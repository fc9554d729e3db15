//! Error types for the paycheck conversion engine.
//!
//! This module provides strongly-typed rejection reasons using the
//! `thiserror` crate. Every reason carries the exact human-readable message
//! surfaced to the host UI; parsers and validators return these as values
//! and never panic across the engine boundary.

use thiserror::Error;

/// The main error type for the paycheck conversion engine.
///
/// Every rejection an input can produce is a variant here, and the
/// `Display` string of each variant is the message shown to the user
/// verbatim. All operations in the engine return this error type.
///
/// # Example
///
/// ```
/// use paycheck_engine::error::EngineError;
///
/// let error = EngineError::PercentOutOfRange {
///     label: "Withholding %".to_string(),
/// };
/// assert_eq!(error.to_string(), "Withholding % must be 0 to 100.");
/// ```
#[derive(Debug, Error)]
pub enum EngineError {
    /// The amount field was blank, or contained no usable characters.
    #[error("Enter an amount.")]
    EmptyAmount,

    /// More than one `+` or `-` sign appeared in the input.
    #[error("That number format looks unclear. Remove extra + or - signs.")]
    ExtraSigns,

    /// A negative amount, via either a `-` sign or the accounting
    /// parenthesis convention.
    #[error("Amount cannot be negative.")]
    NegativeAmount,

    /// The input did not reduce to a recognizable number.
    #[error("That number format looks unclear. Try 1250.50 or 1,250.50.")]
    UnclearFormat,

    /// Both separators were present and more than one decimal point
    /// survived normalization.
    #[error("That number format is ambiguous. Use only one decimal separator (like 1250.50).")]
    AmbiguousSeparators,

    /// Commas appeared without a dot, but not exactly once.
    #[error("That comma format is ambiguous. Use a dot for decimals (example: 1250.50).")]
    AmbiguousCommaCount,

    /// A single comma was used as a decimal separator without exactly two
    /// digits after it.
    #[error("That comma-decimal format is ambiguous. Use 2 digits after the comma (example: 1250,50) or use a dot (1250.50).")]
    CommaDecimalDigits,

    /// The normalized string failed the final `digits[.digits]` check.
    #[error("That number format looks unclear. Try 1250.50 or 1,250.50 (and avoid mixed separators).")]
    MalformedNumber,

    /// The parsed value exceeded the one-billion cap.
    #[error("That value is extremely large. Please enter a smaller amount (under 1,000,000,000).")]
    AmountTooLarge,

    /// A percentage field parsed to a negative value.
    #[error("{label} cannot be negative.")]
    NegativePercent {
        /// The display label of the rejected field.
        label: String,
    },

    /// A percentage field parsed to a value above 100.
    #[error("{label} must be 0 to 100.")]
    PercentOutOfRange {
        /// The display label of the rejected field.
        label: String,
    },

    /// The irregular frequency was selected without a period count.
    #[error("Enter pay periods per year.")]
    MissingPeriods,

    /// The period count parsed to exactly zero.
    #[error("Pay periods per year must be greater than 0.")]
    ZeroPeriods,

    /// The period count parsed to a negative value.
    #[error("Pay periods per year cannot be negative.")]
    NegativePeriods,

    /// The period count was not a whole number.
    #[error("Pay periods per year must be a whole number.")]
    FractionalPeriods,

    /// The period count fell outside 1 to 366.
    #[error("Pay periods per year looks unusual. Check the value.")]
    PeriodsOutOfRange,

    /// The gross annual amount field was blank.
    #[error("Enter a gross annual amount.")]
    MissingGross,
}

/// A type alias for Results that return EngineError.
pub type EngineResult<T> = Result<T, EngineError>;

- What needs to be done:
Output the data above exactly, please, line for line.

- Output for this task:
repository fc9554d729e3db15
//! Error types for the paycheck conversion engine.
//!
//! This module provides strongly-typed rejection reasons using the
//! `thiserror` crate. Every reason carries the exact human-readable message
//! surfaced to the host UI; parsers and validators return these as values
//! and never panic across the engine boundary.

use thiserror::Error;

/// The main error type for the paycheck conversion engine.
///
/// Every rejection an input can produce is a variant here, and the
/// `Display` string of each variant is the message shown to the user
/// verbatim. All operations in the engine return this error type.
///
/// # Example
///
/// ```
/// use paycheck_engine::error::EngineError;
///
/// let error = EngineError::PercentOutOfRange {
///     label: "Withholding %".to_string(),
/// };
/// assert_eq!(error.to_string(), "Withholding % must be 0 to 100.");
/// ```
#[derive(Debug, Error)]
pub enum EngineError {
    /// The amount field was blank, or contained no usable characters.
    #[error("Enter an amount.")]
    EmptyAmount,

    /// More than one `+` or `-` sign appeared in the input.
    #[error("That number format looks unclear. Remove extra + or - signs.")]
    ExtraSigns,

    /// A negative amount, via either a `-` sign or the accounting
    /// parenthesis convention.
    #[error("Amount cannot be negative.")]
    NegativeAmount,

    /// The input did not reduce to a recognizable number.
    #[error("That number format looks unclear. Try 1250.50 or 1,250.50.")]
    UnclearFormat,

    /// Both separators were present and more than one decimal point
    /// survived normalization.
    #[error("That number format is ambiguous. Use only one decimal separator (like 1250.50).")]
    AmbiguousSeparators,

    /// Commas appeared without a dot, but not exactly once.
    #[error("That comma format is ambiguous. Use a dot for decimals (example: 1250.50).")]
    AmbiguousCommaCount,

    /// A single comma was used as a decimal separator without exactly two
    /// digits after it.
    #[error("That comma-decimal format is ambiguous. Use 2 digits after the comma (example: 1250,50) or use a dot (1250.50).")]
    CommaDecimalDigits,

    /// The normalized string failed the final `digits[.digits]` check.
    #[error("That number format looks unclear. Try 1250.50 or 1,250.50 (and avoid mixed separators).")]
    MalformedNumber,

    /// The parsed value exceeded the one-billion cap.
    #[error("That value is extremely large. Please enter a smaller amount (under 1,000,000,000).")]
    AmountTooLarge,

    /// A percentage field parsed to a negative value.
    #[error("{label} cannot be negative.")]
    NegativePercent {
        /// The display label of the rejected field.
        label: String,
    },

    /// A percentage field parsed to a value above 100.
    #[error("{label} must be 0 to 100.")]
    PercentOutOfRange {
        /// The display label of the rejected field.
        label: String,
    },

    /// The irregular frequency was selected without a period count.
    #[error("Enter pay periods per year.")]
    MissingPeriods,

    /// The period count parsed to exactly zero.
    #[error("Pay periods per year must be greater than 0.")]
    ZeroPeriods,

    /// The period count parsed to a negative value.
    #[error("Pay periods per year cannot be negative.")]
    NegativePeriods,

    /// The period count was not a whole number.
    #[error("Pay periods per year must be a whole number.")]
    FractionalPeriods,

    /// The period count fell outside 1 to 366.
    #[error("Pay periods per year looks unusual. Check the value.")]
    PeriodsOutOfRange,

    /// The gross annual amount field was blank.
    #[error("Enter a gross annual amount.")]
    MissingGross,
}

/// A type alias for Results that return EngineError.
pub type EngineResult<T> = Result<T, EngineError>;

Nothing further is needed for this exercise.